[Items from a dataset]
== == ==

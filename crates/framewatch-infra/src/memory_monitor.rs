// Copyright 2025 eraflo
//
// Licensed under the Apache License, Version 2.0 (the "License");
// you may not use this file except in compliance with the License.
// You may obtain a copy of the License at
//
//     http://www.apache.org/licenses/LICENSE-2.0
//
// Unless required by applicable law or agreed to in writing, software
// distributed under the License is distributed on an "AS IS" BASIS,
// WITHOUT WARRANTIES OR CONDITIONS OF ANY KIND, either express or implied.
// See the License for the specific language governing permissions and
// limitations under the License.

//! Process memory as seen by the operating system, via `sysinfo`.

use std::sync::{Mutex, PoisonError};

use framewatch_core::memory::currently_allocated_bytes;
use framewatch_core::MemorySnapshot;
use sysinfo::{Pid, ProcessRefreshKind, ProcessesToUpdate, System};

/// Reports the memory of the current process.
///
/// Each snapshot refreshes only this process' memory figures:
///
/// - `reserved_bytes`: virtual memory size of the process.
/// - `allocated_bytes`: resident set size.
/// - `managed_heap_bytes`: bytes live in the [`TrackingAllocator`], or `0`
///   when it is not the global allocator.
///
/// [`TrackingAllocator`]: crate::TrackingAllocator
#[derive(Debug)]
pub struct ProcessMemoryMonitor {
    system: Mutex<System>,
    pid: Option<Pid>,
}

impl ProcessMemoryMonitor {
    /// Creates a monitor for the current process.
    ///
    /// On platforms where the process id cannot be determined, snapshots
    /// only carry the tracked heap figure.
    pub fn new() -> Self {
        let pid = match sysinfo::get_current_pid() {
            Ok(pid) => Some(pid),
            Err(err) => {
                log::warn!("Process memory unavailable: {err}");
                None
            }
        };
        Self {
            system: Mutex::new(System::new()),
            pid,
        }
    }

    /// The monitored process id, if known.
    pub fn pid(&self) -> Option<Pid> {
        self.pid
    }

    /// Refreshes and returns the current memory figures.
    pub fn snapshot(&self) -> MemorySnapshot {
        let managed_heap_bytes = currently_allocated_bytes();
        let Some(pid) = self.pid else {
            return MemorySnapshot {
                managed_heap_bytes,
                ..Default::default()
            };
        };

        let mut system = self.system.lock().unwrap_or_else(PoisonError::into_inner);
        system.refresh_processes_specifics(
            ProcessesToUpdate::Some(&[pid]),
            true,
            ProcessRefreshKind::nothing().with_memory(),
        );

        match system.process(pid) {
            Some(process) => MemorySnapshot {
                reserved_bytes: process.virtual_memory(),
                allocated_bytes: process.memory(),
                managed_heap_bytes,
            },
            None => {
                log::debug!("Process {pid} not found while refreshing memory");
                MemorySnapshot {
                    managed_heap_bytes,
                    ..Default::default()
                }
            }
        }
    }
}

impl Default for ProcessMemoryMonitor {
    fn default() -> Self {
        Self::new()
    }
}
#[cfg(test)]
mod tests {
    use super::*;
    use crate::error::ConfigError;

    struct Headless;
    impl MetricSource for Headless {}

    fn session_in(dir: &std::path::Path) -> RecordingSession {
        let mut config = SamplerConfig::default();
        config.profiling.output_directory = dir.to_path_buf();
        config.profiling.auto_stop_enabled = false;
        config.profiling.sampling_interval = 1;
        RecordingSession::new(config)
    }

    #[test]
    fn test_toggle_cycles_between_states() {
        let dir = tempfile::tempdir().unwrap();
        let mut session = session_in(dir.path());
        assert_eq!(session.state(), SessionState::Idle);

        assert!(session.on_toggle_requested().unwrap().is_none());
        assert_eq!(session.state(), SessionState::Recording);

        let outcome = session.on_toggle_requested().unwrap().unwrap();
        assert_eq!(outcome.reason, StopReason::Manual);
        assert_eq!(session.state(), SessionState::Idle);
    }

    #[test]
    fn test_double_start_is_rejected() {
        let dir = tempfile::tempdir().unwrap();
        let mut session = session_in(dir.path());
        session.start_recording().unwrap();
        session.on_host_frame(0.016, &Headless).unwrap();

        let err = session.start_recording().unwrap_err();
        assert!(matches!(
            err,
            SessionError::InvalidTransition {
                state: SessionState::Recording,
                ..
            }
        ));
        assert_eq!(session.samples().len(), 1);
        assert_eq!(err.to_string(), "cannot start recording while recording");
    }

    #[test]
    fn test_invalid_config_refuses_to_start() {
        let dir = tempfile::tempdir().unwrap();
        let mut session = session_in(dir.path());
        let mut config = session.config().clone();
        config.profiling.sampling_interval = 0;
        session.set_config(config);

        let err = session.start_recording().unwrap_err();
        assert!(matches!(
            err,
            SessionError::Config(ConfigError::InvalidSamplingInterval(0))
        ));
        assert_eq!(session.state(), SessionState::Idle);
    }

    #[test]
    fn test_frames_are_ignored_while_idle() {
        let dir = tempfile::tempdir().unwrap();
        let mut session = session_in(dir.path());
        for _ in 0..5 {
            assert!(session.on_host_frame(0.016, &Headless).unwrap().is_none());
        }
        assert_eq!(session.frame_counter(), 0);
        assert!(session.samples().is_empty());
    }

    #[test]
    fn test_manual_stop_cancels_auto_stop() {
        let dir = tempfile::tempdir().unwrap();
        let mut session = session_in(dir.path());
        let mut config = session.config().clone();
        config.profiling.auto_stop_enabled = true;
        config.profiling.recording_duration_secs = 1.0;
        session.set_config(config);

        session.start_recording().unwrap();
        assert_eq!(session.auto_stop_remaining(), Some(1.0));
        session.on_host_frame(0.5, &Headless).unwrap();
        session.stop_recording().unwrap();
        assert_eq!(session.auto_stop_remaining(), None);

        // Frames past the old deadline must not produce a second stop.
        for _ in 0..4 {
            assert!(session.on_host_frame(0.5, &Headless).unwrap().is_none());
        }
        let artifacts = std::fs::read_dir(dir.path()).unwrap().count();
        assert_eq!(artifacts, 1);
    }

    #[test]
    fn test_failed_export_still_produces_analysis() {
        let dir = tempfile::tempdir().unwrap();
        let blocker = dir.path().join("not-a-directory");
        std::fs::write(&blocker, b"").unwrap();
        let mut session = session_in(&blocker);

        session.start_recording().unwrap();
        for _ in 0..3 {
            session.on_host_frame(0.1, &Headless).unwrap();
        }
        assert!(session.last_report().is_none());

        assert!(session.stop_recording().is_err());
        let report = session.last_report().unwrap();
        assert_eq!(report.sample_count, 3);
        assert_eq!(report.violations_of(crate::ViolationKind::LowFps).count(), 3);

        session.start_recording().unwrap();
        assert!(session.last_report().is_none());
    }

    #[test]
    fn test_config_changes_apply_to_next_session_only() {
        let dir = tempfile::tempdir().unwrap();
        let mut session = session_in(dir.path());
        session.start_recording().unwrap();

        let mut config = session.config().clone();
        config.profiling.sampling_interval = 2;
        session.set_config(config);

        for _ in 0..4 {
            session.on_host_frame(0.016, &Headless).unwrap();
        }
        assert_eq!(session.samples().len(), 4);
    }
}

== == ==

Goal of the exercise |
In the entries above, identify every line with the string "blocker".

Exercise response |
        let blocker = dir.path().join("not-a-directory");
        std::fs::write(&blocker, b"").unwrap();
        let mut session = session_in(&blocker);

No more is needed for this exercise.